What this task involves:
An exact reproduction of all the entries is the expected answer.

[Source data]
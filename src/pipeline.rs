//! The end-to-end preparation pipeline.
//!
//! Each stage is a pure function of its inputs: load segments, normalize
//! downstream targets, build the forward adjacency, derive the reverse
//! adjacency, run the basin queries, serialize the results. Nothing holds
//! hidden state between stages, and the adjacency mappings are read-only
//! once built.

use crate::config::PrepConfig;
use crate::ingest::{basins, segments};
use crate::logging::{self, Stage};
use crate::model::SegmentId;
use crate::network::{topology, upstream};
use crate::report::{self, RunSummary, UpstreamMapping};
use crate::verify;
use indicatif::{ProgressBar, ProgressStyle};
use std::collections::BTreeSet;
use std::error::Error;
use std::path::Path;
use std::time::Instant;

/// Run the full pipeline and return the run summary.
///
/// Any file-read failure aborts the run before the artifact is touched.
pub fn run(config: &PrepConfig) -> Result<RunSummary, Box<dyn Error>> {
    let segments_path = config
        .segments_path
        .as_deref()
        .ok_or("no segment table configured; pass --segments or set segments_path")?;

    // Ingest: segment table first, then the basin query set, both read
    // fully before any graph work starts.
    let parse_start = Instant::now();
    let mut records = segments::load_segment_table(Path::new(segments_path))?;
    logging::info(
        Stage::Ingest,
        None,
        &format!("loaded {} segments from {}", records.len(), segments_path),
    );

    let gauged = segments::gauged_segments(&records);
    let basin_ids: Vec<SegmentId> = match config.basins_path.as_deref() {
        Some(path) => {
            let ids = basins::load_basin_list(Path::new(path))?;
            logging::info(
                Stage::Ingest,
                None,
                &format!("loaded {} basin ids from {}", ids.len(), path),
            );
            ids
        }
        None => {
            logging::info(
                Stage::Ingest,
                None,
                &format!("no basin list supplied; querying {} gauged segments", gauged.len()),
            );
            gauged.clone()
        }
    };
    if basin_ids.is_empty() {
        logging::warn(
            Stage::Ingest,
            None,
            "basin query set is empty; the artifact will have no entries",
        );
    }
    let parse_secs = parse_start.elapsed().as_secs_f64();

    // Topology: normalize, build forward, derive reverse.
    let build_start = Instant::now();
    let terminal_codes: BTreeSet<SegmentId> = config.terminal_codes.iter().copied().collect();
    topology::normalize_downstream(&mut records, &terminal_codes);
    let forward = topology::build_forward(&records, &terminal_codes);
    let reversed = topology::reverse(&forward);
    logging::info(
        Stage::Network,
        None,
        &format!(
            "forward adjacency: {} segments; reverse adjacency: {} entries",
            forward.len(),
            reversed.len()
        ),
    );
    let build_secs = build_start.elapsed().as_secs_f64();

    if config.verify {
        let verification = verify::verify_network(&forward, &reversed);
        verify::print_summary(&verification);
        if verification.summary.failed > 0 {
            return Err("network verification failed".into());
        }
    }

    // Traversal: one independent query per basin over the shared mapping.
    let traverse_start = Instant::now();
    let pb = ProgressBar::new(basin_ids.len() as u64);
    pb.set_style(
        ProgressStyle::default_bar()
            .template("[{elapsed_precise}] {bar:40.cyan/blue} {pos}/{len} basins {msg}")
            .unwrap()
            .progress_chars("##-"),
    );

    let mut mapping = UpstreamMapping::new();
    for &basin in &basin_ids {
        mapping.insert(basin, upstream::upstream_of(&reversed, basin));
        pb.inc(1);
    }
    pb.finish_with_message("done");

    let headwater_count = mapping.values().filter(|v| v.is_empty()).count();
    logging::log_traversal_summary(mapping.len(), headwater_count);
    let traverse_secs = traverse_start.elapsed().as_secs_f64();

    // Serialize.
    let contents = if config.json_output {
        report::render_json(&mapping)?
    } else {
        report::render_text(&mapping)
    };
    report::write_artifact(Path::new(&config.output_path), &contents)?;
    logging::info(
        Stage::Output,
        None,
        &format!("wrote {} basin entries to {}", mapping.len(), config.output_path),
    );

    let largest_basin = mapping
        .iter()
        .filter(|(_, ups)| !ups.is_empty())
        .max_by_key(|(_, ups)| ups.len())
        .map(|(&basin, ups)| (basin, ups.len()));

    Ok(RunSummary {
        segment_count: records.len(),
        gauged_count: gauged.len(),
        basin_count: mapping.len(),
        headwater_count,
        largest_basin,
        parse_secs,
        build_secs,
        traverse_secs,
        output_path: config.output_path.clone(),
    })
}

Reply:
filename src/pipeline.rs
//! The end-to-end preparation pipeline.
//!
//! Each stage is a pure function of its inputs: load segments, normalize
//! downstream targets, build the forward adjacency, derive the reverse
//! adjacency, run the basin queries, serialize the results. Nothing holds
//! hidden state between stages, and the adjacency mappings are read-only
//! once built.

use crate::config::PrepConfig;
use crate::ingest::{basins, segments};
use crate::logging::{self, Stage};
use crate::model::SegmentId;
use crate::network::{topology, upstream};
use crate::report::{self, RunSummary, UpstreamMapping};
use crate::verify;
use indicatif::{ProgressBar, ProgressStyle};
use std::collections::BTreeSet;
use std::error::Error;
use std::path::Path;
use std::time::Instant;

/// Run the full pipeline and return the run summary.
///
/// Any file-read failure aborts the run before the artifact is touched.
pub fn run(config: &PrepConfig) -> Result<RunSummary, Box<dyn Error>> {
    let segments_path = config
        .segments_path
        .as_deref()
        .ok_or("no segment table configured; pass --segments or set segments_path")?;

    // Ingest: segment table first, then the basin query set, both read
    // fully before any graph work starts.
    let parse_start = Instant::now();
    let mut records = segments::load_segment_table(Path::new(segments_path))?;
    logging::info(
        Stage::Ingest,
        None,
        &format!("loaded {} segments from {}", records.len(), segments_path),
    );

    let gauged = segments::gauged_segments(&records);
    let basin_ids: Vec<SegmentId> = match config.basins_path.as_deref() {
        Some(path) => {
            let ids = basins::load_basin_list(Path::new(path))?;
            logging::info(
                Stage::Ingest,
                None,
                &format!("loaded {} basin ids from {}", ids.len(), path),
            );
            ids
        }
        None => {
            logging::info(
                Stage::Ingest,
                None,
                &format!("no basin list supplied; querying {} gauged segments", gauged.len()),
            );
            gauged.clone()
        }
    };
    if basin_ids.is_empty() {
        logging::warn(
            Stage::Ingest,
            None,
            "basin query set is empty; the artifact will have no entries",
        );
    }
    let parse_secs = parse_start.elapsed().as_secs_f64();

    // Topology: normalize, build forward, derive reverse.
    let build_start = Instant::now();
    let terminal_codes: BTreeSet<SegmentId> = config.terminal_codes.iter().copied().collect();
    topology::normalize_downstream(&mut records, &terminal_codes);
    let forward = topology::build_forward(&records, &terminal_codes);
    let reversed = topology::reverse(&forward);
    logging::info(
        Stage::Network,
        None,
        &format!(
            "forward adjacency: {} segments; reverse adjacency: {} entries",
            forward.len(),
            reversed.len()
        ),
    );
    let build_secs = build_start.elapsed().as_secs_f64();

    if config.verify {
        let verification = verify::verify_network(&forward, &reversed);
        verify::print_summary(&verification);
        if verification.summary.failed > 0 {
            return Err("network verification failed".into());
        }
    }

    // Traversal: one independent query per basin over the shared mapping.
    let traverse_start = Instant::now();
    let pb = ProgressBar::new(basin_ids.len() as u64);
    pb.set_style(
        ProgressStyle::default_bar()
            .template("[{elapsed_precise}] {bar:40.cyan/blue} {pos}/{len} basins {msg}")
            .unwrap()
            .progress_chars("##-"),
    );

    let mut mapping = UpstreamMapping::new();
    for &basin in &basin_ids {
        mapping.insert(basin, upstream::upstream_of(&reversed, basin));
        pb.inc(1);
    }
    pb.finish_with_message("done");

    let headwater_count = mapping.values().filter(|v| v.is_empty()).count();
    logging::log_traversal_summary(mapping.len(), headwater_count);
    let traverse_secs = traverse_start.elapsed().as_secs_f64();

    // Serialize.
    let contents = if config.json_output {
        report::render_json(&mapping)?
    } else {
        report::render_text(&mapping)
    };
    report::write_artifact(Path::new(&config.output_path), &contents)?;
    logging::info(
        Stage::Output,
        None,
        &format!("wrote {} basin entries to {}", mapping.len(), config.output_path),
    );

    let largest_basin = mapping
        .iter()
        .filter(|(_, ups)| !ups.is_empty())
        .max_by_key(|(_, ups)| ups.len())
        .map(|(&basin, ups)| (basin, ups.len()));

    Ok(RunSummary {
        segment_count: records.len(),
        gauged_count: gauged.len(),
        basin_count: mapping.len(),
        headwater_count,
        largest_basin,
        parse_secs,
        build_secs,
        traverse_secs,
        output_path: config.output_path.clone(),
    })
}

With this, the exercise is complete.